# Picture Florida PERFECT



## Harbison (Apr 18, 2012)

Picture Florida PERFECT

The mangrove snapper have been going wild this year. The catches have been outstanding on every trip. Every 44 hour adventure has loaded the boat. For April the full moon is 4/22/16 at 1:25 A.M. We will be fishing all night Friday for mangrove snapper, and all day Saturday for tuna, kings, red grouper, scamp grouper, and vermilion (beeliner) snapper. Beeliners are often overlooked by many; they should not be. These deep water snapper are plentiful, are running big, and are very good eating. There is no closed season and, on the overnight head boats, a two day possession limit of 20. They are extremely delicate. The fresher the better.
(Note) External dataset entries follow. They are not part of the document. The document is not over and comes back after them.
use serde_json::{Map, Value};

/// Deep-merge `overlay` on top of `base`.
///
/// If both sides have an object for the same key, recurse. An explicit `null`
/// in the overlay takes the value found at the same position in `zero` (the
/// field's default), or stays `null` when `zero` has nothing there.
/// Otherwise, `overlay`'s value wins.
pub fn deep_merge(
    mut base: Map<String, Value>,
    overlay: Map<String, Value>,
    zero: Option<&Map<String, Value>>,
) -> Map<String, Value> {
    for (key, overlay_val) in overlay {
        let zero_val = zero.and_then(|z| z.get(&key));
        match (base.remove(&key), overlay_val) {
            (Some(Value::Object(base_obj)), Value::Object(overlay_obj)) => {
                let zero_obj = zero_val.and_then(Value::as_object);
                base.insert(key, Value::Object(deep_merge(base_obj, overlay_obj, zero_obj)));
            }
            (_, Value::Null) => {
                base.insert(key, zero_val.cloned().unwrap_or(Value::Null));
            }
            (_, overlay_val) => {
                base.insert(key, overlay_val);
            }
        }
    }
    base
}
When fried really fresh in a light oil, such as olive oil, the vermilion snapper offers a meal fit for a king; fit for a Florida Fisherman. 
Come along with us as we board Hubbard Marina's Florida Fisherman ll. Twenty eight highly motivated anglers are ready to go. And, joining us as a fishing consultant, Mr. John Martin. John is just about as good as it gets. His vast knowledge and experience can help even the seasoned angler:

The weather forecast is 'Picture Florida PERFECT.' This is going to be a good one. Let's go!
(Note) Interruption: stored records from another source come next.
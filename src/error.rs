use std::num::{ParseFloatError, ParseIntError};
use std::path::PathBuf;

use thiserror::Error;

/// Boxed error returned by custom ingestion hooks.
pub type BoxError = Box<dyn std::error::Error + Send + Sync + 'static>;

#[derive(Debug, Error)]
pub enum ConfbindError {
    #[error("Invalid field table for {record}: {reason}")]
    Shape { record: &'static str, reason: String },

    #[error("Failed to set {expected} field {field} due to type mismatch (got {found})")]
    TypeMismatch {
        field: String,
        expected: &'static str,
        found: &'static str,
    },

    #[error("Failed to set field {field}: {source}")]
    Conversion {
        field: String,
        source: ConversionError,
    },

    #[error("Unexpected field type for {field}: {kind}")]
    UnsupportedKind { field: String, kind: &'static str },

    /// A custom field's own ingestion failed. Displayed verbatim.
    #[error("{source}")]
    Delegation { field: String, source: BoxError },

    #[error("Failed to parse {origin}: {source}")]
    JsonParse {
        origin: String,
        source: serde_json::Error,
    },

    #[error("Failed to parse {origin}: {source}")]
    TomlParse {
        origin: String,
        source: toml::de::Error,
    },

    #[error(transparent)]
    Decode(serde_json::Error),

    #[error("Failed to decode field {field}: {source}")]
    DocumentField {
        field: String,
        source: serde_json::Error,
    },

    #[error("Unknown key '{key}' in {origin} (line {line})")]
    UnknownKey {
        key: String,
        origin: String,
        line: usize,
    },

    #[error("Unknown keys in config document")]
    UnknownKeys(Vec<ConfbindError>),

    #[error("Failed to read {path}: {source}")]
    IoError {
        path: PathBuf,
        source: std::io::Error,
    },
}

impl ConfbindError {
    /// Name of the field the error is attached to, if any.
    pub fn field(&self) -> Option<&str> {
        match self {
            ConfbindError::TypeMismatch { field, .. }
            | ConfbindError::Conversion { field, .. }
            | ConfbindError::UnsupportedKind { field, .. }
            | ConfbindError::Delegation { field, .. }
            | ConfbindError::DocumentField { field, .. } => Some(field),
            _ => None,
        }
    }
}

/// Why a single value could not be converted into its target type.
#[derive(Debug, Error)]
pub enum ConversionError {
    #[error("expected value to satisfy the integer family, got {found}")]
    NotInteger { found: &'static str },

    #[error("expected value to satisfy the float family, got {found}")]
    NotFloat { found: &'static str },

    #[error("expected a {expected} value, got {found}")]
    Mismatch {
        expected: &'static str,
        found: &'static str,
    },

    #[error("{value} is out of range for {target}")]
    OutOfRange { value: String, target: &'static str },

    #[error("invalid integer {text:?}: {source}")]
    ParseInt {
        text: String,
        source: ParseIntError,
    },

    #[error("invalid float {text:?}: {source}")]
    ParseFloat {
        text: String,
        source: ParseFloatError,
    },

    #[error("invalid boolean {text:?}")]
    ParseBool { text: String },
}

/// A `Nullable` wire literal that could not be decoded.
#[derive(Debug, Error)]
#[error("Failed to decode {bytes:?}: {source}")]
pub struct DecodeError {
    pub bytes: String,
    pub source: serde_json::Error,
}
Next stop...the far off Florida Snapper Banks:



We are hungry; good and hungry. It's Chef 'Jersey Girl' Tammy's time to shine. When Tammy goes Mexican, we are all winners:

Ever hear of outriggers on a head boat? They work! Next Thursday we will be, for the first time this year, fishing deep drop for snowy, yellowedge grouper, and pelagics. Outriggers provide additional trolling opportunities. We will be fishing waters from a few hundred to over 1,000 feet deep. The huge grouper and trolling opportunities are endless.

Mr. Brendon Baldwin:

Friday evening..snapper time:

We in the Deep-South take our eating as seriously as we do our fishing. Often guest bring specially prepared culinary delights to satisfy even the most demanding appetites. In preparation for our upcoming deep drop trip, Mr. Bo Janecka has prepared one of his specialities...deep-water snowy grouper stuffed with fresh crab meat garnished with seasoned rice, red potatoes, and chunks of fresh cut pineapple. Guys! It just does not get any better than this:


Or does it?

Obviously Bo is an accomplished cook. But can the owner of Janecka electric catch fish? Well!
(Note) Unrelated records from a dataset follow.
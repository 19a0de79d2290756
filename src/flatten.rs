//! Custom serde Serializer that turns any `Serialize` value into option-map
//! pairs, keeping integer and float widths and reporting `Option::None`
//! without requiring `#[serde(skip_serializing_if)]`.

use serde::ser::{self, Serialize};

use crate::types::Value;

/// Flatten a `Serialize` value into `(key, value)` pairs.
///
/// `None` values (from `Option::None` fields) are represented as `(key, None)`.
/// Present values are `(key, Some(Value))`.
///
/// Structs and maps are recursed into, and every leaf is keyed by its own
/// field name, the way `#[command(flatten)]` groups clap arguments:
/// `Outer { limits: Inner { burst: 2i64 } }` → `[("burst", Some(Int64(2)))]`.
/// Option keys are matched against top-level record fields only, so nesting
/// carries no meaning beyond grouping.
///
/// Unsigned integers widen to the next signed width (`u8` → `Int16`, `u16` →
/// `Int32`, `u32` → `Int64`); a `u64` or `usize` beyond `i64::MAX` is an
/// error. Sequences and byte strings have no option representation and are
/// rejected.
pub fn flatten<S: Serialize + ?Sized>(
    source: &S,
) -> Result<Vec<(String, Option<Value>)>, FlattenError> {
    let mut out = Vec::new();
    let serializer = FlattenSerializer {
        key: String::new(),
        out: &mut out,
    };
    source.serialize(serializer)?;
    Ok(out)
}

#[derive(Debug)]
pub struct FlattenError(String);

impl std::fmt::Display for FlattenError {
    fn fmt(&self, f: &mut std::fmt::Formatter<'_>) -> std::fmt::Result {
        write!(f, "cannot build options: {}", self.0)
    }
}

impl std::error::Error for FlattenError {}

impl ser::Error for FlattenError {
    fn custom<T: std::fmt::Display>(msg: T) -> Self {
        FlattenError(msg.to_string())
    }
}

struct FlattenSerializer<'a> {
    key: String,
    out: &'a mut Vec<(String, Option<Value>)>,
}

impl FlattenSerializer<'_> {
    fn emit(self, value: Value) -> Result<(), FlattenError> {
        self.out.push((self.key, Some(value)));
        Ok(())
    }

    fn unsupported(&self, what: &str) -> FlattenError {
        FlattenError(format!("{what} not supported (at '{}')", self.key))
    }
}

type Impossible = ser::Impossible<(), FlattenError>;

impl<'a> ser::Serializer for FlattenSerializer<'a> {
    type Ok = ();
    type Error = FlattenError;
    type SerializeSeq = Impossible;
    type SerializeTuple = Impossible;
    type SerializeTupleStruct = Impossible;
    type SerializeTupleVariant = Impossible;
    type SerializeMap = FlattenMapSerializer<'a>;
    type SerializeStruct = FlattenStructSerializer<'a>;
    type SerializeStructVariant = FlattenStructSerializer<'a>;

    fn serialize_bool(self, v: bool) -> Result<(), Self::Error> {
        self.emit(Value::Bool(v))
    }

    fn serialize_i8(self, v: i8) -> Result<(), Self::Error> {
        self.emit(Value::Int8(v))
    }

    fn serialize_i16(self, v: i16) -> Result<(), Self::Error> {
        self.emit(Value::Int16(v))
    }

    fn serialize_i32(self, v: i32) -> Result<(), Self::Error> {
        self.emit(Value::Int32(v))
    }

    fn serialize_i64(self, v: i64) -> Result<(), Self::Error> {
        self.emit(Value::Int64(v))
    }

    fn serialize_u8(self, v: u8) -> Result<(), Self::Error> {
        self.emit(Value::Int16(v.into()))
    }

    fn serialize_u16(self, v: u16) -> Result<(), Self::Error> {
        self.emit(Value::Int32(v.into()))
    }

    fn serialize_u32(self, v: u32) -> Result<(), Self::Error> {
        self.emit(Value::Int64(v.into()))
    }

    fn serialize_u64(self, v: u64) -> Result<(), Self::Error> {
        match i64::try_from(v) {
            Ok(n) => self.emit(Value::Int64(n)),
            Err(_) => Err(FlattenError(format!(
                "{v} at '{}' does not fit a signed 64-bit integer",
                self.key
            ))),
        }
    }

    fn serialize_f32(self, v: f32) -> Result<(), Self::Error> {
        self.emit(Value::Float32(v))
    }

    fn serialize_f64(self, v: f64) -> Result<(), Self::Error> {
        self.emit(Value::Float64(v))
    }

    fn serialize_char(self, v: char) -> Result<(), Self::Error> {
        self.emit(Value::Text(v.to_string()))
    }

    fn serialize_str(self, v: &str) -> Result<(), Self::Error> {
        self.emit(Value::Text(v.to_string()))
    }

    fn serialize_bytes(self, _v: &[u8]) -> Result<(), Self::Error> {
        Err(self.unsupported("bytes"))
    }

    fn serialize_none(self) -> Result<(), Self::Error> {
        self.out.push((self.key, None));
        Ok(())
    }

    fn serialize_some<T: Serialize + ?Sized>(self, value: &T) -> Result<(), Self::Error> {
        value.serialize(self)
    }

    fn serialize_unit(self) -> Result<(), Self::Error> {
        Ok(())
    }

    fn serialize_unit_struct(self, _name: &'static str) -> Result<(), Self::Error> {
        Ok(())
    }

    fn serialize_unit_variant(
        self,
        _name: &'static str,
        _variant_index: u32,
        variant: &'static str,
    ) -> Result<(), Self::Error> {
        self.serialize_str(variant)
    }

    fn serialize_newtype_struct<T: Serialize + ?Sized>(
        self,
        _name: &'static str,
        value: &T,
    ) -> Result<(), Self::Error> {
        value.serialize(self)
    }

    fn serialize_newtype_variant<T: Serialize + ?Sized>(
        self,
        _name: &'static str,
        _variant_index: u32,
        _variant: &'static str,
        value: &T,
    ) -> Result<(), Self::Error> {
        value.serialize(self)
    }

    fn serialize_seq(self, _len: Option<usize>) -> Result<Self::SerializeSeq, Self::Error> {
        Err(self.unsupported("sequences"))
    }

    fn serialize_tuple(self, _len: usize) -> Result<Self::SerializeTuple, Self::Error> {
        Err(self.unsupported("tuples"))
    }

    fn serialize_tuple_struct(
        self,
        _name: &'static str,
        _len: usize,
    ) -> Result<Self::SerializeTupleStruct, Self::Error> {
        Err(self.unsupported("tuple structs"))
    }

    fn serialize_tuple_variant(
        self,
        _name: &'static str,
        _variant_index: u32,
        _variant: &'static str,
        _len: usize,
    ) -> Result<Self::SerializeTupleVariant, Self::Error> {
        Err(self.unsupported("tuple variants"))
    }

    fn serialize_map(self, _len: Option<usize>) -> Result<Self::SerializeMap, Self::Error> {
        Ok(FlattenMapSerializer {
            out: self.out,
            current_key: None,
        })
    }

    fn serialize_struct(
        self,
        _name: &'static str,
        _len: usize,
    ) -> Result<Self::SerializeStruct, Self::Error> {
        Ok(FlattenStructSerializer {
            out: self.out,
        })
    }

    fn serialize_struct_variant(
        self,
        _name: &'static str,
        _variant_index: u32,
        _variant: &'static str,
        _len: usize,
    ) -> Result<Self::SerializeStructVariant, Self::Error> {
        Ok(FlattenStructSerializer {
            out: self.out,
        })
    }
}

// --- SerializeStruct ---

struct FlattenStructSerializer<'a> {
    out: &'a mut Vec<(String, Option<Value>)>,
}

impl ser::SerializeStruct for FlattenStructSerializer<'_> {
    type Ok = ();
    type Error = FlattenError;

    fn serialize_field<T: Serialize + ?Sized>(
        &mut self,
        key: &'static str,
        value: &T,
    ) -> Result<(), Self::Error> {
        value.serialize(FlattenSerializer {
            key: key.to_string(),
            out: self.out,
        })
    }

    fn end(self) -> Result<(), Self::Error> {
        Ok(())
    }
}

impl ser::SerializeStructVariant for FlattenStructSerializer<'_> {
    type Ok = ();
    type Error = FlattenError;

    fn serialize_field<T: Serialize + ?Sized>(
        &mut self,
        key: &'static str,
        value: &T,
    ) -> Result<(), Self::Error> {
        ser::SerializeStruct::serialize_field(self, key, value)
    }

    fn end(self) -> Result<(), Self::Error> {
        Ok(())
    }
}

// --- SerializeMap ---

struct FlattenMapSerializer<'a> {
    out: &'a mut Vec<(String, Option<Value>)>,
    current_key: Option<String>,
}

impl ser::SerializeMap for FlattenMapSerializer<'_> {
    type Ok = ();
    type Error = FlattenError;

    fn serialize_key<T: Serialize + ?Sized>(&mut self, key: &T) -> Result<(), Self::Error> {
        self.current_key = Some(key.serialize(KeySerializer)?);
        Ok(())
    }

    fn serialize_value<T: Serialize + ?Sized>(&mut self, value: &T) -> Result<(), Self::Error> {
        let key = self
            .current_key
            .take()
            .ok_or_else(|| FlattenError("map value without a key".into()))?;
        value.serialize(FlattenSerializer {
            key,
            out: self.out,
        })
    }

    fn end(self) -> Result<(), Self::Error> {
        Ok(())
    }
}

// --- Key serializer (extracts string keys from map keys) ---

struct KeySerializer;

type KeyImpossible = ser::Impossible<String, FlattenError>;

fn non_string_key() -> FlattenError {
    FlattenError("map keys must be strings".into())
}

macro_rules! reject_key {
    ($($method:ident($ty:ty)),* $(,)?) => {
        $(
            fn $method(self, _: $ty) -> Result<String, Self::Error> {
                Err(non_string_key())
            }
        )*
    };
}

impl ser::Serializer for KeySerializer {
    type Ok = String;
    type Error = FlattenError;
    type SerializeSeq = KeyImpossible;
    type SerializeTuple = KeyImpossible;
    type SerializeTupleStruct = KeyImpossible;
    type SerializeTupleVariant = KeyImpossible;
    type SerializeMap = KeyImpossible;
    type SerializeStruct = KeyImpossible;
    type SerializeStructVariant = KeyImpossible;

    fn serialize_str(self, v: &str) -> Result<String, Self::Error> {
        Ok(v.to_string())
    }

    fn serialize_char(self, v: char) -> Result<String, Self::Error> {
        Ok(v.to_string())
    }

    reject_key! {
        serialize_bool(bool),
        serialize_i8(i8),
        serialize_i16(i16),
        serialize_i32(i32),
        serialize_i64(i64),
        serialize_u8(u8),
        serialize_u16(u16),
        serialize_u32(u32),
        serialize_u64(u64),
        serialize_f32(f32),
        serialize_f64(f64),
        serialize_bytes(&[u8]),
        serialize_unit_struct(&'static str),
    }

    fn serialize_none(self) -> Result<String, Self::Error> {
        Err(non_string_key())
    }

    fn serialize_some<T: Serialize + ?Sized>(self, _: &T) -> Result<String, Self::Error> {
        Err(non_string_key())
    }

    fn serialize_unit(self) -> Result<String, Self::Error> {
        Err(non_string_key())
    }

    fn serialize_unit_variant(
        self,
        _: &'static str,
        _: u32,
        v: &'static str,
    ) -> Result<String, Self::Error> {
        Ok(v.to_string())
    }

    fn serialize_newtype_struct<T: Serialize + ?Sized>(
        self,
        _: &'static str,
        v: &T,
    ) -> Result<String, Self::Error> {
        v.serialize(self)
    }

    fn serialize_newtype_variant<T: Serialize + ?Sized>(
        self,
        _: &'static str,
        _: u32,
        _: &'static str,
        _: &T,
    ) -> Result<String, Self::Error> {
        Err(non_string_key())
    }

    fn serialize_seq(self, _: Option<usize>) -> Result<Self::SerializeSeq, Self::Error> {
        Err(non_string_key())
    }

    fn serialize_tuple(self, _: usize) -> Result<Self::SerializeTuple, Self::Error> {
        Err(non_string_key())
    }

    fn serialize_tuple_struct(
        self,
        _: &'static str,
        _: usize,
    ) -> Result<Self::SerializeTupleStruct, Self::Error> {
        Err(non_string_key())
    }

    fn serialize_tuple_variant(
        self,
        _: &'static str,
        _: u32,
        _: &'static str,
        _: usize,
    ) -> Result<Self::SerializeTupleVariant, Self::Error> {
        Err(non_string_key())
    }

    fn serialize_map(self, _: Option<usize>) -> Result<Self::SerializeMap, Self::Error> {
        Err(non_string_key())
    }

    fn serialize_struct(
        self,
        _: &'static str,
        _: usize,
    ) -> Result<Self::SerializeStruct, Self::Error> {
        Err(non_string_key())
    }

    fn serialize_struct_variant(
        self,
        _: &'static str,
        _: u32,
        _: &'static str,
        _: usize,
    ) -> Result<Self::SerializeStructVariant, Self::Error> {
        Err(non_string_key())
    }
}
Bo, now that is really impressive:

The sharks are running big, bad, and mean. This hammerhead was released on the gaff. What a fight! You earned your freedom:

For the first time ever we have been seeing large numbers of juvenile American red snapper. This is a very good sigh. They are our future:

This is turning into a major mangrove snapper catch:






Mr. Richard Sipple:

Early Saturday morning. We have been catching mangrove snapper, tuna, and kings all night long. We are hungry; I mean really hungry. Nothing beats Jersey girl's hot off the grill bacon, eggs, and country sausage gravy over hot biscuits:

The weather is 'Picture Florida PERFECT!'


----------



## Harbison (Apr 18, 2012)

Wonder if the AJ's are ready for breakfast?
They are! Talk about a fight. Are you man/woman enough?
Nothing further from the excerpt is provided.